*** Opening PROVIDED INFORMATION ***

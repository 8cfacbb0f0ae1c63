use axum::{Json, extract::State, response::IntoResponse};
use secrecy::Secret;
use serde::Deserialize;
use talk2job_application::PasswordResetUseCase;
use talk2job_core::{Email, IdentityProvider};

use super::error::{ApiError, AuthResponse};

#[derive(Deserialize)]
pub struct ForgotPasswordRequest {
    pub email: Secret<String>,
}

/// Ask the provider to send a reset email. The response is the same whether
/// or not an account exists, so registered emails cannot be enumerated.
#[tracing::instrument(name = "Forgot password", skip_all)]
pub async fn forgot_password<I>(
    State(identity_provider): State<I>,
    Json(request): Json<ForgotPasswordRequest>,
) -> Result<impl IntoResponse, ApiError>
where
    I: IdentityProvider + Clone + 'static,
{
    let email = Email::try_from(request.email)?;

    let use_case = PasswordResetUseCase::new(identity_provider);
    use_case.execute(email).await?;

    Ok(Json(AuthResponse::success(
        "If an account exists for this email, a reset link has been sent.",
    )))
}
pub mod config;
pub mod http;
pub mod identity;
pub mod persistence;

*** Closing PROVIDED INFORMATION ***
*** Opening PROVIDED INFORMATION ***

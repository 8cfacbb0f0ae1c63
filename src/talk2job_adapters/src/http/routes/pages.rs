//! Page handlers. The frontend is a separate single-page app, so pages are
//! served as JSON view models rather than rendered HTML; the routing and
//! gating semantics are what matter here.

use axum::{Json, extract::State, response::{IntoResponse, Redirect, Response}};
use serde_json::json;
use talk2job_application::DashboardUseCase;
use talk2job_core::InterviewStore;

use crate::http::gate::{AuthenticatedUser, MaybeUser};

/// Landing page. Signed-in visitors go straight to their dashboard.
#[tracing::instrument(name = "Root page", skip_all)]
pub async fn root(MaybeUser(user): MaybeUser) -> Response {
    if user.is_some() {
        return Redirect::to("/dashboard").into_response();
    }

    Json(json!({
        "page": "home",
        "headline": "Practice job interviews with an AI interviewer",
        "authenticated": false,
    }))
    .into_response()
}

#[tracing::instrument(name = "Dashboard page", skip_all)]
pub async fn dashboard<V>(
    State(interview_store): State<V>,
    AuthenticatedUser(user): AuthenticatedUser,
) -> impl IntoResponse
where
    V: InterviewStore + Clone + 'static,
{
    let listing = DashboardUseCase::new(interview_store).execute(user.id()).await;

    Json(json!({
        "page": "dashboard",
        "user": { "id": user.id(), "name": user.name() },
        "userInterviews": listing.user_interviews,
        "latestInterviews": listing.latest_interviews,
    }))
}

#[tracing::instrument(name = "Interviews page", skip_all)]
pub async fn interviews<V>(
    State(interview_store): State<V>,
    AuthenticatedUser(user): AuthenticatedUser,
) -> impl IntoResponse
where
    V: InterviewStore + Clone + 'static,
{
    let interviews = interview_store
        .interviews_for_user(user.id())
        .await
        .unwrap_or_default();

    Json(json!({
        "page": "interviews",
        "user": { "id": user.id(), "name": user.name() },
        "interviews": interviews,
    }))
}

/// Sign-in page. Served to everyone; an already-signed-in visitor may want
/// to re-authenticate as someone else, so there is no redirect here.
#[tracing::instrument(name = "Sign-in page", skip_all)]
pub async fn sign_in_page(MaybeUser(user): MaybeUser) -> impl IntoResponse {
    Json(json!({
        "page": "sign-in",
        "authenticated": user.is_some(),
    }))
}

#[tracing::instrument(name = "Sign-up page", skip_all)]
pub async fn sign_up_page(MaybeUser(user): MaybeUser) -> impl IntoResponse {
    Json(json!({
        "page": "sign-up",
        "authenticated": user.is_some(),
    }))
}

*** Closing PROVIDED INFORMATION ***

### [AIM OF THE EXERCISE]
From the records above, reproduce exactly the lines from the one with "Result<impl IntoResponse, ApiError>" to the one with "pub mod persistence;", both included, and no others.

### [WRITTEN SOLUTION]
) -> Result<impl IntoResponse, ApiError>
where
    I: IdentityProvider + Clone + 'static,
{
    let email = Email::try_from(request.email)?;

    let use_case = PasswordResetUseCase::new(identity_provider);
    use_case.execute(email).await?;

    Ok(Json(AuthResponse::success(
        "If an account exists for this email, a reset link has been sent.",
    )))
}
pub mod config;
pub mod http;
pub mod identity;
pub mod persistence;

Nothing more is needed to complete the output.